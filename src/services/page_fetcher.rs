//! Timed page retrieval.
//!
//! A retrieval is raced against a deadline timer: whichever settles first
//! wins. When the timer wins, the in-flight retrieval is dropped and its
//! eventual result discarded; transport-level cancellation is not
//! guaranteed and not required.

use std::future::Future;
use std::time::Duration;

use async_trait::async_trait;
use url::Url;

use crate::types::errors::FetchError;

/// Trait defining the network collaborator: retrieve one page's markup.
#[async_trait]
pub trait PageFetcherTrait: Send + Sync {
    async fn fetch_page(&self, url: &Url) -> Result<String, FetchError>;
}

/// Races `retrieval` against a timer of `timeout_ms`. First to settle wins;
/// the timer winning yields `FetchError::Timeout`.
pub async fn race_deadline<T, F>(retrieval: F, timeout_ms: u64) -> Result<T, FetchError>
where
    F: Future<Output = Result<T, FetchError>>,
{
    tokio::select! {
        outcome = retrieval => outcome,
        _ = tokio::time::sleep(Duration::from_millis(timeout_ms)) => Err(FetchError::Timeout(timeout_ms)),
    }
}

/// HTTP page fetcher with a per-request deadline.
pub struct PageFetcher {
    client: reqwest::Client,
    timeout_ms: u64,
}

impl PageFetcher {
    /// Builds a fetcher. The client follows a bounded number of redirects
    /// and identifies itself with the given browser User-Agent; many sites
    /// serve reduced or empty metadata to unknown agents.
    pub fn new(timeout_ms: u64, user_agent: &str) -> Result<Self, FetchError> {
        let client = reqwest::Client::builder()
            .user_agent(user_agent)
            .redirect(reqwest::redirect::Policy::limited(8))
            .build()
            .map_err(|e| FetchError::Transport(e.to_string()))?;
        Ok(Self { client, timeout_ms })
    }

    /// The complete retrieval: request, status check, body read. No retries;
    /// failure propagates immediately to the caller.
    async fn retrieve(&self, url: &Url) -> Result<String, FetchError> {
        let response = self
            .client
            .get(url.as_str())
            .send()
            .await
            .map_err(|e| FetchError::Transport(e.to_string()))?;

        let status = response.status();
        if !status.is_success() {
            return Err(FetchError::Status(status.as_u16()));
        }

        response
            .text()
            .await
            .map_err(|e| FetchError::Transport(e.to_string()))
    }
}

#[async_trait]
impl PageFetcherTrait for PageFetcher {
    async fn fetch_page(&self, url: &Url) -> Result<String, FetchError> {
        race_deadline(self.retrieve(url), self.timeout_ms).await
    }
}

• **Aim of the task**: Restate, word for word, the listing above from its first line through the line that contains "use url::Url;", keeping both of those lines.

• **Your response**:
filename src/services/page_fetcher.rs
//! Timed page retrieval.
//!
//! A retrieval is raced against a deadline timer: whichever settles first
//! wins. When the timer wins, the in-flight retrieval is dropped and its
//! eventual result discarded; transport-level cancellation is not
//! guaranteed and not required.

use std::future::Future;
use std::time::Duration;

use async_trait::async_trait;
use url::Url;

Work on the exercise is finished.